START DATASET RECORDS
// Saved chart service - Use cases for creating and versioning charts
use crate::application::error::{Result, StoreError};
use crate::application::saved_chart_repository::SavedChartRepository;
use crate::domain::saved_chart::{
    CreateSavedChart, SavedChart, SavedChartSummary, SavedChartVersion, UpdateSavedChart,
};
use std::sync::Arc;
use uuid::Uuid;

#[derive(Clone)]
pub struct SavedChartService {
    repository: Arc<dyn SavedChartRepository>,
}

impl SavedChartService {
    pub fn new(repository: Arc<dyn SavedChartRepository>) -> Self {
        Self { repository }
    }

    pub async fn get(&self, chart_uuid: Uuid) -> Result<SavedChart> {
        self.repository.get_by_uuid(chart_uuid).await
    }

    pub async fn list(&self, project_uuid: Uuid) -> Result<Vec<SavedChartSummary>> {
        self.repository.list_by_project(project_uuid).await
    }

    pub async fn create(&self, project_uuid: Uuid, chart: CreateSavedChart) -> Result<SavedChart> {
        validate_name(&chart.name)?;
        validate_version(&chart.version)?;

        let saved = self.repository.create(project_uuid, chart).await?;
        tracing::info!(
            chart_uuid = %saved.uuid,
            project_uuid = %project_uuid,
            table = %saved.table_name,
            "Saved chart created"
        );
        Ok(saved)
    }

    pub async fn add_version(
        &self,
        chart_uuid: Uuid,
        version: SavedChartVersion,
    ) -> Result<SavedChart> {
        validate_version(&version)?;

        let saved = self.repository.add_version(chart_uuid, version).await?;
        tracing::info!(
            chart_uuid = %chart_uuid,
            version_uuid = %saved.version_uuid,
            "Saved chart version added"
        );
        Ok(saved)
    }

    pub async fn update(&self, chart_uuid: Uuid, update: UpdateSavedChart) -> Result<SavedChart> {
        if let Some(name) = &update.name {
            validate_name(name)?;
        }
        let saved = self.repository.update(chart_uuid, update).await?;
        tracing::info!(chart_uuid = %chart_uuid, "Saved chart updated");
        Ok(saved)
    }

    pub async fn delete(&self, chart_uuid: Uuid) -> Result<()> {
        self.repository.delete(chart_uuid).await?;
        tracing::info!(chart_uuid = %chart_uuid, "Saved chart deleted");
        Ok(())
    }
}

pub(crate) fn validate_name(name: &str) -> Result<()> {
    if name.trim().is_empty() {
        return Err(StoreError::invalid("name", "must not be blank"));
    }
    Ok(())
}

fn validate_version(version: &SavedChartVersion) -> Result<()> {
    if version.table_name.trim().is_empty() {
        return Err(StoreError::invalid("tableName", "must not be blank"));
    }
    if version.metric_query.limit <= 0 {
        return Err(StoreError::invalid(
            "metricQuery.limit",
            format!("must be positive, got {}", version.metric_query.limit),
        ));
    }
    Ok(())
}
END DATASET RECORDS
(THE PROBLEM) Please go through the listing and return each line that has "Result" in it.

(REPLY)
use crate::application::error::{Result, StoreError};
    pub async fn get(&self, chart_uuid: Uuid) -> Result<SavedChart> {
    pub async fn list(&self, project_uuid: Uuid) -> Result<Vec<SavedChartSummary>> {
    pub async fn create(&self, project_uuid: Uuid, chart: CreateSavedChart) -> Result<SavedChart> {
    ) -> Result<SavedChart> {
    pub async fn update(&self, chart_uuid: Uuid, update: UpdateSavedChart) -> Result<SavedChart> {
    pub async fn delete(&self, chart_uuid: Uuid) -> Result<()> {
pub(crate) fn validate_name(name: &str) -> Result<()> {
fn validate_version(version: &SavedChartVersion) -> Result<()> {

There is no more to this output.